- Born: 1973 (age 52–53) Skokie, Illinois, US
- Spouse: Tricia Schweppe

Academic background
- Education: BS, biomechanics/kinesiology, MD, University of Illinois College of Medicine PhD, MS, University of Wisconsin School of Medicine and Public Health

Academic work
- Institutions: UW Health University Hospital University of Wisconsin School of Medicine and Public Health

= Joshua Medow =

American neurosurgeon

Joshua Eric Medow (born 1973) is an American neurosurgeon. He is an associate professor of neurosurgery at the University of Wisconsin School of Medicine and Public Health and inventor of the "Digital Intern." Medow also invented a device which allows doctors to track cranial pressure in a child with hydrocephalus.

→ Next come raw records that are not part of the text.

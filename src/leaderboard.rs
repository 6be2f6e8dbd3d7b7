//! Durable, cross-session leaderboard
//!
//! The leaderboard keeps cumulative points per identity in a JSON object on
//! disk. Every update writes the complete mapping to a sibling temporary
//! file and renames it over the old one, so a crash leaves either the old or
//! the new file and never a partial one. The in-memory mapping only changes
//! once the rename has succeeded.

use std::{
    collections::{BTreeMap, HashMap},
    fs::{self, File},
    io::{self, Write},
    path::{Path, PathBuf},
};

use serde::Serialize;
use thiserror::Error;
use tracing::{debug, info, warn};

use crate::{TruncatedVec, participant::Identity, scoreboard::descending};

/// Errors that can occur while reading or writing the leaderboard
#[derive(Error, Debug)]
pub enum Error {
    /// The file could not be read, written or replaced
    #[error("leaderboard storage at {} failed: {source}", path.display())]
    Io {
        /// File being accessed
        path: PathBuf,
        /// Underlying I/O failure
        source: io::Error,
    },
    /// The file exists but is not a JSON object of points
    #[error("leaderboard at {} is malformed: {source}", path.display())]
    Format {
        /// File being parsed
        path: PathBuf,
        /// Underlying parse failure
        source: serde_json::Error,
    },
    /// Adding the delta would exceed the largest storable total
    #[error("points for {identity} would overflow")]
    Overflow {
        /// Identity whose total is too large
        identity: Identity,
    },
}

/// Score information for one identity
#[derive(Debug, Serialize, Clone, Copy, PartialEq, Eq)]
pub struct ScoreMessage {
    /// Total points earned across sessions
    pub points: u64,
    /// Position in the standings (1-indexed)
    pub position: usize,
}

/// Cumulative points per identity, persisted at a fixed path
#[derive(Debug, Clone)]
pub struct Leaderboard {
    path: PathBuf,
    points: HashMap<Identity, u64>,
}

impl Leaderboard {
    /// Loads the leaderboard stored at `path`
    ///
    /// A missing file, or one that is empty apart from whitespace, yields an
    /// empty leaderboard that will be created on the first update.
    ///
    /// # Errors
    ///
    /// * `Error::Io` - the file exists but cannot be read
    /// * `Error::Format` - the file is not a JSON object of points
    pub fn load(path: impl Into<PathBuf>) -> Result<Self, Error> {
        let path = path.into();

        let points = match fs::read_to_string(&path) {
            Ok(contents) if contents.trim().is_empty() => HashMap::new(),
            Ok(contents) => serde_json::from_str(&contents).map_err(|source| Error::Format {
                path: path.clone(),
                source,
            })?,
            Err(e) if e.kind() == io::ErrorKind::NotFound => HashMap::new(),
            Err(source) => return Err(Error::Io { path, source }),
        };

        info!(path = %path.display(), entries = points.len(), "leaderboard loaded");
        Ok(Self { path, points })
    }

    /// Adds `delta` to the cumulative points and persists the result
    ///
    /// Identities not yet on the leaderboard start from zero. The update is
    /// all or nothing: on error neither the file nor this value changes, so
    /// retrying with the same delta cannot count it twice.
    ///
    /// # Errors
    ///
    /// * `Error::Overflow` - a total would not fit in a `u64`
    /// * `Error::Io` - the new file cannot be written or moved into place
    pub fn update(&mut self, delta: impl IntoIterator<Item = (Identity, u64)>) -> Result<(), Error> {
        let mut merged = self.points.clone();
        let mut added = 0u64;
        for (identity, points) in delta {
            let total = merged
                .get(&identity)
                .copied()
                .unwrap_or_default()
                .checked_add(points)
                .ok_or_else(|| Error::Overflow {
                    identity: identity.clone(),
                })?;
            merged.insert(identity, total);
            added = added.saturating_add(points);
        }

        persist(&self.path, &merged)?;
        self.points = merged;

        info!(path = %self.path.display(), added, entries = self.points.len(), "leaderboard updated");
        Ok(())
    }

    /// Cumulative points for `identity`, zero if unknown
    pub fn points(&self, identity: &str) -> u64 {
        self.points.get(identity).copied().unwrap_or_default()
    }

    /// Total points and 1-indexed position of `identity`
    pub fn score(&self, identity: &str) -> Option<ScoreMessage> {
        let standings = descending(&self.points);
        let position = standings.iter().position(|(id, _)| id.as_str() == identity)?;
        Some(ScoreMessage {
            points: standings[position].1,
            position: position + 1,
        })
    }

    /// Highest standings, at most `limit` of them
    ///
    /// Ordered like the session standings: points descending, then identity
    /// descending.
    pub fn standings(&self, limit: usize) -> TruncatedVec<(Identity, u64)> {
        let standings = descending(&self.points);
        let count = standings.len();
        TruncatedVec::new(standings.into_iter(), limit, count)
    }

    /// Number of identities on the leaderboard
    pub fn len(&self) -> usize {
        self.points.len()
    }

    /// Whether nobody has scored yet
    pub fn is_empty(&self) -> bool {
        self.points.is_empty()
    }

    /// Where the leaderboard is stored
    pub fn path(&self) -> &Path {
        &self.path
    }
}

/// Sibling file the new contents are staged in before the rename
fn staging_path(path: &Path) -> PathBuf {
    let mut staging = path.as_os_str().to_owned();
    staging.push(".tmp");
    PathBuf::from(staging)
}

/// Writes `points` to `path` through a synced staging file and a rename
fn persist(path: &Path, points: &HashMap<Identity, u64>) -> Result<(), Error> {
    let ordered: BTreeMap<&Identity, u64> = points.iter().map(|(id, p)| (id, *p)).collect();
    let contents = serde_json::to_vec_pretty(&ordered).map_err(|source| Error::Format {
        path: path.to_owned(),
        source,
    })?;

    let staging = staging_path(path);
    let result = write_synced(&staging, &contents).and_then(|()| fs::rename(&staging, path));

    if let Err(source) = result {
        if let Err(cleanup) = fs::remove_file(&staging) {
            debug!(path = %staging.display(), error = %cleanup, "staging file not removed");
        }
        warn!(path = %path.display(), error = %source, "leaderboard write failed");
        return Err(Error::Io {
            path: path.to_owned(),
            source,
        });
    }

    // the new contents are in place once renamed; a failed directory sync
    // only weakens crash durability
    if let Err(e) = sync_parent(path) {
        warn!(path = %path.display(), error = %e, "leaderboard directory not synced");
    }

    Ok(())
}

/// Flushes the directory entry of `path` so the rename survives a crash
fn sync_parent(path: &Path) -> io::Result<()> {
    let parent = match path.parent() {
        Some(parent) if !parent.as_os_str().is_empty() => parent,
        _ => Path::new("."),
    };
    File::open(parent)?.sync_all()
}

fn write_synced(path: &Path, contents: &[u8]) -> io::Result<()> {
    let mut file = File::create(path)?;
    file.write_all(contents)?;
    file.sync_all()
}

#[cfg(test)]
#[cfg_attr(coverage_nightly, coverage(off))]
mod tests {
    use super::*;
    use tempfile::TempDir;

    fn delta(entries: &[(&str, u64)]) -> HashMap<Identity, u64> {
        entries
            .iter()
            .map(|(name, points)| (Identity::new(*name), *points))
            .collect()
    }

    #[test]
    fn test_load_missing_file_is_empty() {
        let dir = TempDir::new().unwrap();
        let leaderboard = Leaderboard::load(dir.path().join("leaderboard.json")).unwrap();
        assert!(leaderboard.is_empty());
    }

    #[test]
    fn test_load_blank_file_is_empty() {
        let dir = TempDir::new().unwrap();
        let path = dir.path().join("leaderboard.json");
        fs::write(&path, "  \n").unwrap();
        assert!(Leaderboard::load(&path).unwrap().is_empty());
    }

    #[test]
    fn test_load_malformed_file_fails() {
        let dir = TempDir::new().unwrap();
        let path = dir.path().join("leaderboard.json");
        fs::write(&path, "[1, 2, 3]").unwrap();
        assert!(matches!(Leaderboard::load(&path), Err(Error::Format { .. })));
    }

    #[test]
    fn test_update_persists_and_reloads() {
        let dir = TempDir::new().unwrap();
        let path = dir.path().join("leaderboard.json");

        let mut leaderboard = Leaderboard::load(&path).unwrap();
        leaderboard.update(delta(&[("alice", 3), ("bob", 2)])).unwrap();

        let reloaded = Leaderboard::load(&path).unwrap();
        assert_eq!(reloaded.points("alice"), 3);
        assert_eq!(reloaded.points("bob"), 2);
        assert_eq!(reloaded.points("carol"), 0);
        assert!(!staging_path(&path).exists());
    }

    #[test]
    fn test_update_twice_from_reloaded_store_is_additive() {
        let dir = TempDir::new().unwrap();
        let path = dir.path().join("leaderboard.json");
        let session = delta(&[("alice", 3), ("bob", 2)]);

        Leaderboard::load(&path).unwrap().update(session.clone()).unwrap();
        Leaderboard::load(&path).unwrap().update(session).unwrap();

        let reloaded = Leaderboard::load(&path).unwrap();
        assert_eq!(reloaded.points("alice"), 6);
        assert_eq!(reloaded.points("bob"), 4);
        assert_eq!(reloaded.len(), 2);
    }

    #[test]
    fn test_failed_update_changes_nothing() {
        let dir = TempDir::new().unwrap();
        let path = dir.path().join("leaderboard.json");

        let mut leaderboard = Leaderboard::load(&path).unwrap();
        leaderboard.update(delta(&[("alice", 3)])).unwrap();
        let before = fs::read_to_string(&path).unwrap();

        // a directory in the staging file's place makes the write fail
        fs::create_dir(staging_path(&path)).unwrap();
        let result = leaderboard.update(delta(&[("alice", 5), ("bob", 1)]));

        assert!(matches!(result, Err(Error::Io { .. })));
        assert_eq!(leaderboard.points("alice"), 3);
        assert_eq!(leaderboard.points("bob"), 0);
        assert_eq!(fs::read_to_string(&path).unwrap(), before);

        // once the obstacle is gone the same delta applies exactly once
        fs::remove_dir(staging_path(&path)).unwrap();
        leaderboard.update(delta(&[("alice", 5), ("bob", 1)])).unwrap();
        assert_eq!(Leaderboard::load(&path).unwrap().points("alice"), 8);
    }

    #[test]
    fn test_overflowing_total_is_an_error() {
        let dir = TempDir::new().unwrap();
        let path = dir.path().join("leaderboard.json");
        fs::write(&path, format!(r#"{{"a": {}}}"#, u64::MAX)).unwrap();

        let mut leaderboard = Leaderboard::load(&path).unwrap();
        let result = leaderboard.update(delta(&[("b", 2), ("a", 1)]));

        assert!(matches!(result, Err(Error::Overflow { identity }) if identity.as_str() == "a"));
        assert_eq!(leaderboard.points("a"), u64::MAX);
        assert_eq!(leaderboard.points("b"), 0);
        assert_eq!(Leaderboard::load(&path).unwrap().points("a"), u64::MAX);
    }

    #[test]
    fn test_sync_parent_accepts_bare_file_name() {
        let dir = TempDir::new().unwrap();
        assert!(sync_parent(&dir.path().join("leaderboard.json")).is_ok());
        assert!(sync_parent(Path::new("leaderboard.json")).is_ok());
    }

    #[test]
    fn test_standings_and_score() {
        let dir = TempDir::new().unwrap();
        let mut leaderboard = Leaderboard::load(dir.path().join("leaderboard.json")).unwrap();
        leaderboard
            .update(delta(&[("alice", 4), ("bob", 9), ("carol", 4), ("dave", 1)]))
            .unwrap();

        let top = leaderboard.standings(3);
        assert_eq!(top.exact_count(), 4);
        assert_eq!(
            top.items(),
            &[
                (Identity::new("bob"), 9),
                (Identity::new("carol"), 4),
                (Identity::new("alice"), 4)
            ]
        );

        assert_eq!(
            leaderboard.score("alice"),
            Some(ScoreMessage {
                points: 4,
                position: 3
            })
        );
        assert_eq!(leaderboard.score("nobody"), None);
    }
}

==Early life and education==
Medow was born and raised in Skokie, Illinois to a Vietnam War veteran father. By the age of 10, he bought himself a Commodore 64 and taught himself computer programming. As a result, Medow originally intended to pursue computer engineering, but changed his pursuits after his cousin died of leukemia. Medow said his father "generally dislikes doctors" and considered his career choice his "last chance at rebellion."

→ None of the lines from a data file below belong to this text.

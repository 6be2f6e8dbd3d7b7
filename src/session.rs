//! Outgoing chat transport
//!
//! The bot never talks to a chat network directly. Everything it says goes
//! through a [`Tunnel`], which a host implements for IRC, Discord, a test
//! recorder or anything else that can deliver text.

use async_trait::async_trait;

use crate::participant::Identity;

/// Trait for sending text to the chat the bot serves
///
/// Implementations should report delivery failures rather than panic; the
/// bot logs them and carries on with the quiz.
#[async_trait]
pub trait Tunnel: Send + Sync {
    /// Sends `text` to the public channel
    ///
    /// # Errors
    ///
    /// Returns `crate::Error::Transport` if the message could not be
    /// delivered.
    async fn send(&self, text: &str) -> Result<(), crate::Error>;

    /// Sends `text` privately to `user`
    ///
    /// # Errors
    ///
    /// Returns `crate::Error::Transport` if the message could not be
    /// delivered.
    async fn send_private(&self, user: &Identity, text: &str) -> Result<(), crate::Error>;
}
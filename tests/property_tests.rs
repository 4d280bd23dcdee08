//! Property-based tests for order totals and row grouping.
//!
//! These use proptest to check that totals always equal the sum of their
//! lines and that grouping flat join rows never loses, duplicates, or
//! reorders anything.

use chrono::{TimeZone, Utc};
use orm_vs_sql::dto::orders::{order_total, OrderItemDto};
use orm_vs_sql::services::order_aggregation::{group_order_rows, OrderItemRow};
use proptest::prelude::*;
use rust_decimal::Decimal;

// Strategies for generating test data
fn price_strategy() -> impl Strategy<Value = Decimal> {
    (0i64..1_000_000).prop_map(|cents| Decimal::new(cents, 2))
}

fn item_strategy() -> impl Strategy<Value = (i32, i32, Decimal)> {
    (1i32..50, 1i32..10, price_strategy())
}

/// Orders as (order id, items); ids are unique and items may be empty.
fn orders_strategy() -> impl Strategy<Value = Vec<(i32, Vec<(i32, i32, Decimal)>)>> {
    prop::collection::vec(prop::collection::vec(item_strategy(), 0..6), 0..12).prop_map(
        |orders| {
            orders
                .into_iter()
                .enumerate()
                .map(|(n, items)| (1000 - n as i32, items))
                .collect()
        },
    )
}

fn flatten(orders: &[(i32, Vec<(i32, i32, Decimal)>)]) -> Vec<OrderItemRow> {
    let created_at = Utc.with_ymd_and_hms(2024, 1, 1, 0, 0, 0).unwrap();
    let mut rows = Vec::new();
    let mut next_item_id = 1;
    for (order_id, items) in orders {
        let base = OrderItemRow {
            order_id: *order_id,
            created_at,
            user_id: 1,
            user_name: "User 1".to_string(),
            order_item_id: None,
            product_id: None,
            product_name: None,
            quantity: None,
            unit_price: None,
        };
        if items.is_empty() {
            rows.push(base);
            continue;
        }
        for (product_id, quantity, price) in items {
            rows.push(OrderItemRow {
                order_item_id: Some(next_item_id),
                product_id: Some(*product_id),
                product_name: Some(format!("Product {product_id}")),
                quantity: Some(*quantity),
                unit_price: Some(*price),
                ..base.clone()
            });
            next_item_id += 1;
        }
    }
    rows
}

proptest! {
    #![proptest_config(ProptestConfig::with_cases(500))]

    #[test]
    fn total_is_sum_of_lines(items in prop::collection::vec(item_strategy(), 0..20)) {
        let dtos: Vec<OrderItemDto> = items
            .iter()
            .enumerate()
            .map(|(n, (product_id, quantity, price))| OrderItemDto {
                id: n as i32,
                product_id: *product_id,
                product_name: format!("Product {product_id}"),
                quantity: *quantity,
                unit_price: *price,
            })
            .collect();

        let expected = items
            .iter()
            .fold(Decimal::ZERO, |acc, (_, q, p)| acc + Decimal::from(*q) * *p);
        prop_assert_eq!(order_total(&dtos), expected);
        prop_assert!(order_total(&dtos) >= Decimal::ZERO);
    }

    #[test]
    fn grouping_preserves_orders_items_and_totals(orders in orders_strategy()) {
        let grouped = group_order_rows(flatten(&orders)).unwrap();

        prop_assert_eq!(grouped.len(), orders.len());
        for (dto, (order_id, items)) in grouped.iter().zip(&orders) {
            prop_assert_eq!(dto.id, *order_id);
            prop_assert_eq!(dto.items.len(), items.len());
            prop_assert_eq!(dto.total, order_total(&dto.items));
            for (item, (product_id, quantity, price)) in dto.items.iter().zip(items) {
                prop_assert_eq!(item.product_id, *product_id);
                prop_assert_eq!(item.quantity, *quantity);
                prop_assert_eq!(item.unit_price, *price);
            }
        }
    }
}
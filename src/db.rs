use crate::config::AppConfig;
use crate::errors::ServiceError;
use sea_orm::{ConnectOptions, ConnectionTrait, Database, DatabaseConnection};
use sea_orm_migration::MigratorTrait;
use std::time::{Duration, Instant};
use tracing::{debug, error, info};

/// Type alias for a database connection pool
pub type DbPool = DatabaseConnection;

/// Configuration for database connection
#[derive(Debug, Clone)]
pub struct DbConfig {
    /// Database connection URL
    pub url: String,
    /// Maximum number of connections
    pub max_connections: u32,
    /// Minimum number of connections
    pub min_connections: u32,
    /// Connection timeout duration
    pub connect_timeout: Duration,
    /// Idle timeout duration
    pub idle_timeout: Duration,
    /// Acquire connection timeout
    pub acquire_timeout: Duration,
    /// Log every statement through sqlx
    pub sqlx_logging: bool,
}

impl Default for DbConfig {
    fn default() -> Self {
        Self {
            url: String::new(),
            max_connections: 10,
            min_connections: 1,
            connect_timeout: Duration::from_secs(30),
            idle_timeout: Duration::from_secs(600),
            acquire_timeout: Duration::from_secs(8),
            sqlx_logging: false,
        }
    }
}

impl From<&AppConfig> for DbConfig {
    fn from(cfg: &AppConfig) -> Self {
        Self {
            url: cfg.database_url.clone(),
            max_connections: cfg.db_max_connections,
            min_connections: cfg.db_min_connections.min(cfg.db_max_connections),
            connect_timeout: Duration::from_secs(cfg.db_connect_timeout_secs),
            idle_timeout: Duration::from_secs(cfg.db_idle_timeout_secs),
            acquire_timeout: Duration::from_secs(cfg.db_acquire_timeout_secs),
            sqlx_logging: cfg.log_level.eq_ignore_ascii_case("trace"),
        }
    }
}

/// Establishes a connection pool with default tuning
pub async fn establish_connection(database_url: &str) -> Result<DbPool, ServiceError> {
    let config = DbConfig {
        url: database_url.to_string(),
        ..Default::default()
    };

    establish_connection_with_config(&config).await
}

/// Establishes a connection pool to the database with custom configuration
///
/// # Errors
/// Returns `ServiceError::DatabaseError` if the connection cannot be established
pub async fn establish_connection_with_config(config: &DbConfig) -> Result<DbPool, ServiceError> {
    let mut opt = ConnectOptions::new(config.url.clone());

    opt.max_connections(config.max_connections)
        .min_connections(config.min_connections)
        .connect_timeout(config.connect_timeout)
        .acquire_timeout(config.acquire_timeout)
        .idle_timeout(config.idle_timeout)
        .sqlx_logging(config.sqlx_logging);

    info!(
        "Connecting to database with max_connections={}",
        config.max_connections
    );

    let db_pool = Database::connect(opt).await.map_err(|e| {
        error!("Database connection establishment failed: {}", e);
        ServiceError::DatabaseError(e)
    })?;

    info!(backend = ?db_pool.get_database_backend(), "Database connection pool established");

    Ok(db_pool)
}

/// Establish DB pool using AppConfig tuning
pub async fn establish_connection_from_app_config(cfg: &AppConfig) -> Result<DbPool, ServiceError> {
    let db_cfg: DbConfig = cfg.into();
    establish_connection_with_config(&db_cfg).await
}

/// Applies every pending schema migration
///
/// # Errors
/// Returns `ServiceError::DatabaseError` if a migration fails
pub async fn run_migrations(pool: &DbPool) -> Result<(), ServiceError> {
    info!("Running database migrations");
    let start = Instant::now();

    let result = migrations::Migrator::up(pool, None)
        .await
        .map_err(ServiceError::DatabaseError);

    let elapsed = start.elapsed();
    match &result {
        Ok(_) => info!("Database migrations completed in {:?}", elapsed),
        Err(e) => error!("Database migrations failed after {:?}: {}", elapsed, e),
    }

    result
}

/// Checks if the database connection is active
pub async fn check_connection(pool: &DbPool) -> Result<(), ServiceError> {
    let start = Instant::now();

    let result = pool.ping().await.map_err(ServiceError::DatabaseError);

    let elapsed = start.elapsed();
    match &result {
        Ok(_) => debug!("Database connection check successful in {:?}", elapsed),
        Err(e) => error!("Database connection check failed after {:?}: {}", elapsed, e),
    }

    result
}

/// Closes the database connection pool
pub async fn close_pool(pool: DbPool) -> Result<(), ServiceError> {
    info!("Closing database connection pool");

    pool.close().await.map_err(ServiceError::DatabaseError)
}

#[cfg(test)]
mod tests {
    use super::*;
    use sea_orm::Statement;

    fn sqlite_url(dir: &tempfile::TempDir) -> String {
        format!("sqlite://{}?mode=rwc", dir.path().join("db.sqlite").display())
    }

    #[test]
    fn app_config_tuning_is_carried_over() {
        let mut cfg = AppConfig::new("sqlite::memory:".into(), "127.0.0.1".into(), 0, "test".into());
        cfg.db_max_connections = 4;
        cfg.db_min_connections = 9;
        cfg.db_acquire_timeout_secs = 3;

        let db_cfg = DbConfig::from(&cfg);
        assert_eq!(db_cfg.max_connections, 4);
        assert_eq!(db_cfg.min_connections, 4);
        assert_eq!(db_cfg.acquire_timeout, Duration::from_secs(3));
        assert!(!db_cfg.sqlx_logging);
    }

    #[tokio::test]
    async fn migrations_create_all_tables() {
        let dir = tempfile::tempdir().unwrap();
        let pool = establish_connection(&sqlite_url(&dir)).await.unwrap();
        check_connection(&pool).await.unwrap();

        run_migrations(&pool).await.unwrap();
        // Re-running is a no-op
        run_migrations(&pool).await.unwrap();

        for table in ["users", "categories", "products", "orders", "order_items"] {
            let row = pool
                .query_one(Statement::from_string(
                    pool.get_database_backend(),
                    format!(
                        "SELECT COUNT(*) AS n FROM sqlite_master WHERE type = 'table' AND name = '{}'",
                        table
                    ),
                ))
                .await
                .unwrap()
                .unwrap();
            let n: i64 = row.try_get("", "n").unwrap();
            assert_eq!(n, 1, "missing table {table}");
        }

        close_pool(pool).await.unwrap();
    }
}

Medow went on to earn his Bachelor of Science and Medical degree from the University of Illinois College of Medicine and his Master's degree from the University of Wisconsin School of Medicine and Public Health.

==Career==
Medow joined UW Health University Hospital after completing his neurosurgical fellowship in endovascular neurosurgery at the University of Wisconsin. He founded UW Health's Neurocritical Intensive Care Unit (ICU) at UW Hospital and Clinics in 2008 which included 16-beds per each dedicated neurocritical care unit. As an assistant professor of neurosurgery and biomedical engineering, Medow was the recipient of a three-year, $300,000 award from The Hartwell Foundation to "refine a new implantable device that will allow parents to easily monitor the pressure inside a child’s head." With this grant, he began developing an implantable intracranial pressure (ICP) monitor to track patients brain pressure. The device consisted of a tiny sensor embedded in a patient's skull which would display the intracranial pressure. In recognition of his invention, he received the Rising Star Physician Excellence Award.

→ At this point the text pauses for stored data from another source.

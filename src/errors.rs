use axum::{
    http::StatusCode,
    response::{IntoResponse, Response},
    Json,
};
use sea_orm::error::DbErr;
use serde::{Deserialize, Serialize};
use utoipa::ToSchema;

fn current_request_id() -> Option<String> {
    crate::tracing::current_request_id().map(|rid| rid.as_str().to_string())
}

/// Error body returned by every failing endpoint
#[derive(Debug, Serialize, Deserialize, ToSchema)]
#[schema(example = json!({
    "error": "Internal Server Error",
    "message": "Database error",
    "details": null,
    "request_id": "req-abc123xyz",
    "timestamp": "2024-12-09T10:30:00.000Z"
}))]
pub struct ErrorResponse {
    /// HTTP status category (e.g., "Bad Request", "Internal Server Error")
    #[schema(example = "Internal Server Error")]
    pub error: String,
    /// Human-readable error description
    #[schema(example = "Database error")]
    pub message: String,
    /// Additional error details
    #[serde(skip_serializing_if = "Option::is_none")]
    pub details: Option<String>,
    /// Request identifier, echoed from the `x-request-id` header
    #[serde(skip_serializing_if = "Option::is_none")]
    #[schema(example = "req-abc123xyz")]
    pub request_id: Option<String>,
    /// RFC 3339 timestamp of the failure
    #[schema(example = "2024-12-09T10:30:00.000Z")]
    pub timestamp: String,
}

#[derive(Debug, thiserror::Error)]
pub enum ServiceError {
    #[error("Database error: {0}")]
    DatabaseError(#[from] DbErr),

    #[error("Validation error: {0}")]
    ValidationError(String),

    #[error("Internal error: {0}")]
    InternalError(String),

    #[error("Other error: {0}")]
    Other(#[from] anyhow::Error),
}

impl From<validator::ValidationErrors> for ServiceError {
    fn from(err: validator::ValidationErrors) -> Self {
        ServiceError::ValidationError(err.to_string())
    }
}

impl ServiceError {
    /// Returns the HTTP status code for this error.
    /// This is the single source of truth for error-to-status mapping.
    pub fn status_code(&self) -> StatusCode {
        match self {
            Self::ValidationError(_) => StatusCode::BAD_REQUEST,
            Self::DatabaseError(_) | Self::InternalError(_) | Self::Other(_) => {
                StatusCode::INTERNAL_SERVER_ERROR
            }
        }
    }

    /// Returns the error message suitable for HTTP responses.
    /// Internal errors return generic messages to avoid leaking implementation details.
    pub fn response_message(&self) -> String {
        match self {
            Self::DatabaseError(_) => "Database error".to_string(),
            Self::InternalError(_) | Self::Other(_) => "Internal server error".to_string(),
            _ => self.to_string(),
        }
    }
}

impl IntoResponse for ServiceError {
    fn into_response(self) -> Response {
        let status = self.status_code();
        if status.is_server_error() {
            tracing::error!(error = %self, "request failed");
        }

        let err = ErrorResponse {
            error: status.canonical_reason().unwrap_or("Error").to_string(),
            message: self.response_message(),
            details: None,
            request_id: current_request_id(),
            timestamp: chrono::Utc::now().to_rfc3339(),
        };

        (status, Json(err)).into_response()
    }
}
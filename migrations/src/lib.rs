pub use sea_orm_migration::prelude::*;

mod m20240601_000001_create_catalog_tables;
mod m20240601_000002_create_order_tables;

pub struct Migrator;

#[async_trait::async_trait]
impl MigratorTrait for Migrator {
    fn migrations() -> Vec<Box<dyn MigrationTrait>> {
        vec![
            Box::new(m20240601_000001_create_catalog_tables::Migration),
            Box::new(m20240601_000002_create_order_tables::Migration),
        ]
    }
}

Drawing from inspiration from a former neurosurgeon professor, Medow collaborated with Susan Hagness and Nader Behdad to develop a different approach to thermal therapies. They discovered that high-frequency microwaves could offer a comparable ablation zone to existing low-frequency antennas. As a result, the three professors received a $390,000 grant from the National Science Foundation (NSF) to design smaller ablation antennas that can reach tumors through less invasive methods. By 2014, Medow was continuing to run the ICU but required more staff to effectively manage patients there. As a result, he launched a startup in 2014 titled Integrated Vital Medical Dynamics and created the "Digital Intern." The aim of the "Digital Intern" was to decrease the amount of time physicians spend in the ICU monitoring patients by alerting a doctor when patients’ lab test results don't come back normal. During its testing, Medow stated the software sustained organ donors, reduced costs and blood usage by about 50 percent.